**PROBLEM TO SOLVE:** Scan the entries for lines with "parsed" and say how many there are, with nothing more.

BEGIN

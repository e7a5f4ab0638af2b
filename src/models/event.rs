use chrono::{DateTime, Utc};
use serde::{Deserialize, Serialize};
use sqlx::FromRow;
use thiserror::Error;
use uuid::Uuid;

#[derive(Debug, Clone, Copy, PartialEq, Eq, Serialize, Deserialize, sqlx::Type)]
#[serde(rename_all = "lowercase")]
#[sqlx(type_name = "event_status", rename_all = "lowercase")]
pub enum EventStatus {
    Draft,
    Published,
}

#[derive(Debug, Clone, Serialize, Deserialize, FromRow)]
pub struct Event {
    pub id: Uuid,
    pub owner_id: Uuid,
    pub title: String,
    pub description: Option<String>,
    pub venue: String,
    pub banner_url: Option<String>,
    pub date_start: DateTime<Utc>,
    pub date_end: DateTime<Utc>,
    pub status: EventStatus,
    pub created_at: DateTime<Utc>,
    pub updated_at: DateTime<Utc>,
}

#[derive(Debug, Clone, Serialize, Deserialize, FromRow)]
pub struct TicketType {
    pub id: Uuid,
    pub event_id: Uuid,
    pub name: String,
    pub price_cents: i64,
    pub qty_total: i32,
    pub qty_sold: i32,
    pub sales_start: Option<DateTime<Utc>>,
    pub sales_end: Option<DateTime<Utc>>,
    pub created_at: DateTime<Utc>,
    pub updated_at: DateTime<Utc>,
}

/// Reasons a ticket type cannot satisfy a purchase.
#[derive(Debug, Clone, PartialEq, Eq, Error)]
pub enum InventoryError {
    #[error("ticket type does not exist for this event")]
    InvalidTicketType,

    #[error("ticket type is not on sale")]
    SalesClosed,

    #[error("not enough tickets left ({remaining} remaining)")]
    InsufficientStock { remaining: i32 },

    #[error("order amount overflows")]
    AmountOverflow,
}

/// Priced reservation of `quantity` tickets, computed under the stock lock.
#[derive(Debug, Clone, Copy, PartialEq, Eq)]
pub struct Quote {
    pub unit_price_cents: i64,
    pub quantity: i32,
    pub amount_cents: i64,
}

impl TicketType {
    pub fn remaining(&self) -> i32 {
        self.qty_total - self.qty_sold
    }

    pub fn on_sale_at(&self, now: DateTime<Utc>) -> bool {
        self.sales_start.map_or(true, |start| now >= start)
            && self.sales_end.map_or(true, |end| now <= end)
    }

    /// Checks ownership, sales window and stock, then prices the request.
    ///
    /// Callers must hold the row lock for this ticket type until the
    /// resulting sale has been recorded.
    pub fn quote(
        &self,
        event_id: Uuid,
        quantity: i32,
        now: DateTime<Utc>,
    ) -> Result<Quote, InventoryError> {
        if self.event_id != event_id {
            return Err(InventoryError::InvalidTicketType);
        }
        if !self.on_sale_at(now) {
            return Err(InventoryError::SalesClosed);
        }

        let remaining = self.remaining();
        if remaining < quantity {
            return Err(InventoryError::InsufficientStock { remaining });
        }

        let amount_cents = self
            .price_cents
            .checked_mul(i64::from(quantity))
            .ok_or(InventoryError::AmountOverflow)?;

        Ok(Quote {
            unit_price_cents: self.price_cents,
            quantity,
            amount_cents,
        })
    }
}

#[derive(Debug, Clone, Serialize)]
pub struct TicketTypeView {
    #[serde(flatten)]
    pub ticket_type: TicketType,
    pub remaining: i32,
}

impl From<TicketType> for TicketTypeView {
    fn from(ticket_type: TicketType) -> Self {
        let remaining = ticket_type.remaining();
        Self {
            ticket_type,
            remaining,
        }
    }
}

/// Event together with its ticket types.
#[derive(Debug, Clone, Serialize)]
pub struct EventDetail {
    #[serde(flatten)]
    pub event: Event,
    pub ticket_types: Vec<TicketTypeView>,
}

impl EventDetail {
    pub fn new(event: Event, ticket_types: Vec<TicketType>) -> Self {
        Self {
            event,
            ticket_types: ticket_types.into_iter().map(TicketTypeView::from).collect(),
        }
    }
}

#[derive(Debug, Clone)]
pub struct NewTicketType {
    pub name: String,
    pub price_cents: i64,
    pub qty_total: i32,
    pub sales_start: Option<DateTime<Utc>>,
    pub sales_end: Option<DateTime<Utc>>,
}

#[derive(Debug, Clone)]
pub struct NewEvent {
    pub owner_id: Uuid,
    pub title: String,
    pub description: Option<String>,
    pub venue: String,
    pub banner_url: Option<String>,
    pub date_start: DateTime<Utc>,
    pub date_end: DateTime<Utc>,
    pub status: EventStatus,
    pub ticket_types: Vec<NewTicketType>,
}

impl NewEvent {
    /// Materializes rows for insertion, assigning fresh ids.
    pub fn into_rows(self, now: DateTime<Utc>) -> (Event, Vec<TicketType>) {
        let event = Event {
            id: Uuid::new_v4(),
            owner_id: self.owner_id,
            title: self.title,
            description: self.description,
            venue: self.venue,
            banner_url: self.banner_url,
            date_start: self.date_start,
            date_end: self.date_end,
            status: self.status,
            created_at: now,
            updated_at: now,
        };
        let ticket_types = self
            .ticket_types
            .into_iter()
            .map(|tt| TicketType {
                id: Uuid::new_v4(),
                event_id: event.id,
                name: tt.name,
                price_cents: tt.price_cents,
                qty_total: tt.qty_total,
                qty_sold: 0,
                sales_start: tt.sales_start,
                sales_end: tt.sales_end,
                created_at: now,
                updated_at: now,
            })
            .collect();
        (event, ticket_types)
    }
}
//! Entry validation: a ticket code can be redeemed once.

use std::sync::Arc;

use chrono::Utc;
use thiserror::Error;
use tracing::{info, warn};

use crate::models::Ticket;
use crate::store::{Store, StoreError};
use crate::utils::error::AppError;
use crate::utils::validation::{ValidationIssues, Validator};

const MIN_CODE_LEN: usize = 6;

#[derive(Debug, Error)]
pub enum RedeemError {
    #[error(transparent)]
    Invalid(#[from] ValidationIssues),

    #[error("ticket not found")]
    NotFound,

    #[error("ticket has already been used")]
    AlreadyUsed,

    #[error(transparent)]
    Store(StoreError),
}

impl From<StoreError> for RedeemError {
    fn from(err: StoreError) -> Self {
        match err {
            StoreError::NotFound => RedeemError::NotFound,
            StoreError::AlreadyRedeemed => RedeemError::AlreadyUsed,
            other => RedeemError::Store(other),
        }
    }
}

impl From<RedeemError> for AppError {
    fn from(err: RedeemError) -> Self {
        match err {
            RedeemError::Invalid(issues) => issues.into(),
            RedeemError::NotFound => AppError::NotFound(err.to_string()),
            RedeemError::AlreadyUsed => AppError::conflict("ALREADY_USED", err.to_string()),
            RedeemError::Store(e) => e.into(),
        }
    }
}

#[derive(Clone)]
pub struct TicketService {
    store: Arc<dyn Store>,
}

impl TicketService {
    pub fn new(store: Arc<dyn Store>) -> Self {
        Self { store }
    }

    /// Flips a ticket from unused to used. Every later attempt fails with
    /// `AlreadyUsed`.
    pub async fn redeem(&self, qr_code: &str) -> Result<Ticket, RedeemError> {
        let qr_code = qr_code.trim();
        Validator::new()
            .min_chars("qr_code", qr_code, MIN_CODE_LEN)
            .finish()?;

        match self.store.redeem_ticket(qr_code, Utc::now()).await {
            Ok(ticket) => {
                info!(ticket_id = %ticket.id, "Ticket redeemed");
                Ok(ticket)
            }
            Err(StoreError::AlreadyRedeemed) => {
                warn!("Rejected reuse of a redeemed ticket");
                Err(RedeemError::AlreadyUsed)
            }
            Err(err) => Err(err.into()),
        }
    }
}
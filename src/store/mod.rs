//! Persistence boundary.
//!
//! Every operation that has to be atomic (event creation, purchase,
//! redemption) is a single trait method so each backend can wrap it in its
//! own transaction.

pub mod memory;
pub mod postgres;

use async_trait::async_trait;
use chrono::{DateTime, Utc};
use thiserror::Error;
use uuid::Uuid;

use crate::models::{
    Event, EventDetail, InventoryError, Order, OrderStatus, OrderWithTickets, Quote, Ticket,
    TicketType, User,
};

pub use memory::MemoryStore;
pub use postgres::PgStore;

pub const USERS_EMAIL_KEY: &str = "users_email_key";
pub const USERS_ORG_CNPJ_KEY: &str = "users_org_cnpj_key";
pub const TICKETS_QR_CODE_KEY: &str = "tickets_qr_code_key";

#[derive(Debug, Error)]
pub enum StoreError {
    #[error("unique constraint violated: {0}")]
    UniqueViolation(String),

    #[error("record not found")]
    NotFound,

    #[error("ticket already redeemed")]
    AlreadyRedeemed,

    #[error(transparent)]
    Inventory(#[from] InventoryError),

    #[error("database error: {0}")]
    Database(#[source] sqlx::Error),
}

impl From<sqlx::Error> for StoreError {
    fn from(err: sqlx::Error) -> Self {
        if let sqlx::Error::Database(db_err) = &err {
            if db_err.is_unique_violation() {
                let constraint = db_err.constraint().unwrap_or_default().to_string();
                return StoreError::UniqueViolation(constraint);
            }
        }
        StoreError::Database(err)
    }
}

pub type StoreResult<T> = Result<T, StoreError>;

/// Everything needed to record one mock-paid purchase.
#[derive(Debug, Clone)]
pub struct PurchaseRequest {
    pub user_id: Uuid,
    pub event_id: Uuid,
    pub ticket_type_id: Uuid,
    pub quantity: i32,
    pub provider: String,
    pub provider_ref: String,
    /// One pre-generated redemption code per ticket.
    pub qr_codes: Vec<String>,
    pub at: DateTime<Utc>,
}

impl PurchaseRequest {
    /// Builds the order and ticket rows once the quote has been accepted.
    pub fn into_rows(self, quote: &Quote) -> OrderWithTickets {
        let order = Order {
            id: Uuid::new_v4(),
            user_id: self.user_id,
            event_id: self.event_id,
            amount_cents: quote.amount_cents,
            status: OrderStatus::Paid,
            provider: Some(self.provider),
            provider_ref: Some(self.provider_ref),
            created_at: self.at,
            updated_at: self.at,
        };
        let tickets = self
            .qr_codes
            .into_iter()
            .map(|qr_code| Ticket {
                id: Uuid::new_v4(),
                order_id: order.id,
                ticket_type_id: self.ticket_type_id,
                qr_code,
                used_at: None,
                created_at: self.at,
            })
            .collect();
        OrderWithTickets { order, tickets }
    }
}

#[async_trait]
pub trait Store: Send + Sync {
    async fn ping(&self) -> StoreResult<()>;

    async fn find_user_by_id(&self, id: Uuid) -> StoreResult<Option<User>>;
    async fn find_user_by_email(&self, email: &str) -> StoreResult<Option<User>>;
    async fn find_user_by_tax_id(&self, cnpj: &str) -> StoreResult<Option<User>>;
    async fn insert_user(&self, user: &User) -> StoreResult<()>;
    /// Overwrites every mutable column of an existing user.
    async fn update_user(&self, user: &User) -> StoreResult<()>;

    /// Inserts an event and its ticket types atomically.
    async fn create_event(&self, event: &Event, ticket_types: &[TicketType]) -> StoreResult<()>;
    async fn find_event(&self, id: Uuid) -> StoreResult<Option<EventDetail>>;
    async fn list_published_events(&self) -> StoreResult<Vec<EventDetail>>;

    /// Locks the ticket type, checks stock, then records the order, its
    /// tickets and the stock increment as one unit.
    async fn purchase(&self, request: PurchaseRequest) -> StoreResult<OrderWithTickets>;
    async fn orders_for_user(&self, user_id: Uuid) -> StoreResult<Vec<OrderWithTickets>>;

    /// Marks the ticket used if and only if it is still unused.
    async fn redeem_ticket(&self, qr_code: &str, at: DateTime<Utc>) -> StoreResult<Ticket>;
}
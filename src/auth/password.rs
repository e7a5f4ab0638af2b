//! Argon2id hashing for passwords and verification codes.

use std::sync::OnceLock;

use argon2::password_hash::rand_core::OsRng;
use argon2::password_hash::{PasswordHash, PasswordHasher, PasswordVerifier, SaltString};
use argon2::Argon2;

use super::CryptoError;

/// Hash a secret into an Argon2id PHC string.
pub fn hash_password(secret: &str) -> Result<String, CryptoError> {
    let salt = SaltString::generate(&mut OsRng);
    Argon2::default()
        .hash_password(secret.as_bytes(), &salt)
        .map(|hash| hash.to_string())
        .map_err(|e| CryptoError::Hash(e.to_string()))
}

/// Verify a secret against a PHC string.
///
/// Returns `Ok(false)` on mismatch and `Err` only when the stored hash
/// cannot be parsed.
pub fn verify_password(secret: &str, hash: &str) -> Result<bool, CryptoError> {
    let parsed = PasswordHash::new(hash).map_err(|e| CryptoError::MalformedHash(e.to_string()))?;

    match Argon2::default().verify_password(secret.as_bytes(), &parsed) {
        Ok(()) => Ok(true),
        Err(argon2::password_hash::Error::Password) => Ok(false),
        Err(e) => Err(CryptoError::Hash(e.to_string())),
    }
}

/// Burn the same work as a real verification when there is no account,
/// so login timing does not reveal which emails exist.
pub fn verify_against_dummy(secret: &str) {
    static DUMMY: OnceLock<Option<String>> = OnceLock::new();

    let dummy = DUMMY.get_or_init(|| hash_password("ticketa-dummy-password").ok());
    if let Some(hash) = dummy {
        let _ = verify_password(secret, hash);
    }
}

#[cfg(test)]
mod tests {
    use super::*;

    #[test]
    fn test_correct_password_matches() {
        let hash = hash_password("hunter22").unwrap();
        assert!(verify_password("hunter22", &hash).unwrap());
    }

    #[test]
    fn test_wrong_password_does_not_match() {
        let hash = hash_password("hunter22").unwrap();
        assert!(!verify_password("hunter23", &hash).unwrap());
    }

    #[test]
    fn test_hashes_are_salted() {
        let first = hash_password("same").unwrap();
        let second = hash_password("same").unwrap();
        assert_ne!(first, second);
    }

    #[test]
    fn test_malformed_hash_is_an_error() {
        assert!(matches!(
            verify_password("pw", "not-a-phc-string"),
            Err(CryptoError::MalformedHash(_))
        ));
    }
}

END

**RESULT:** 3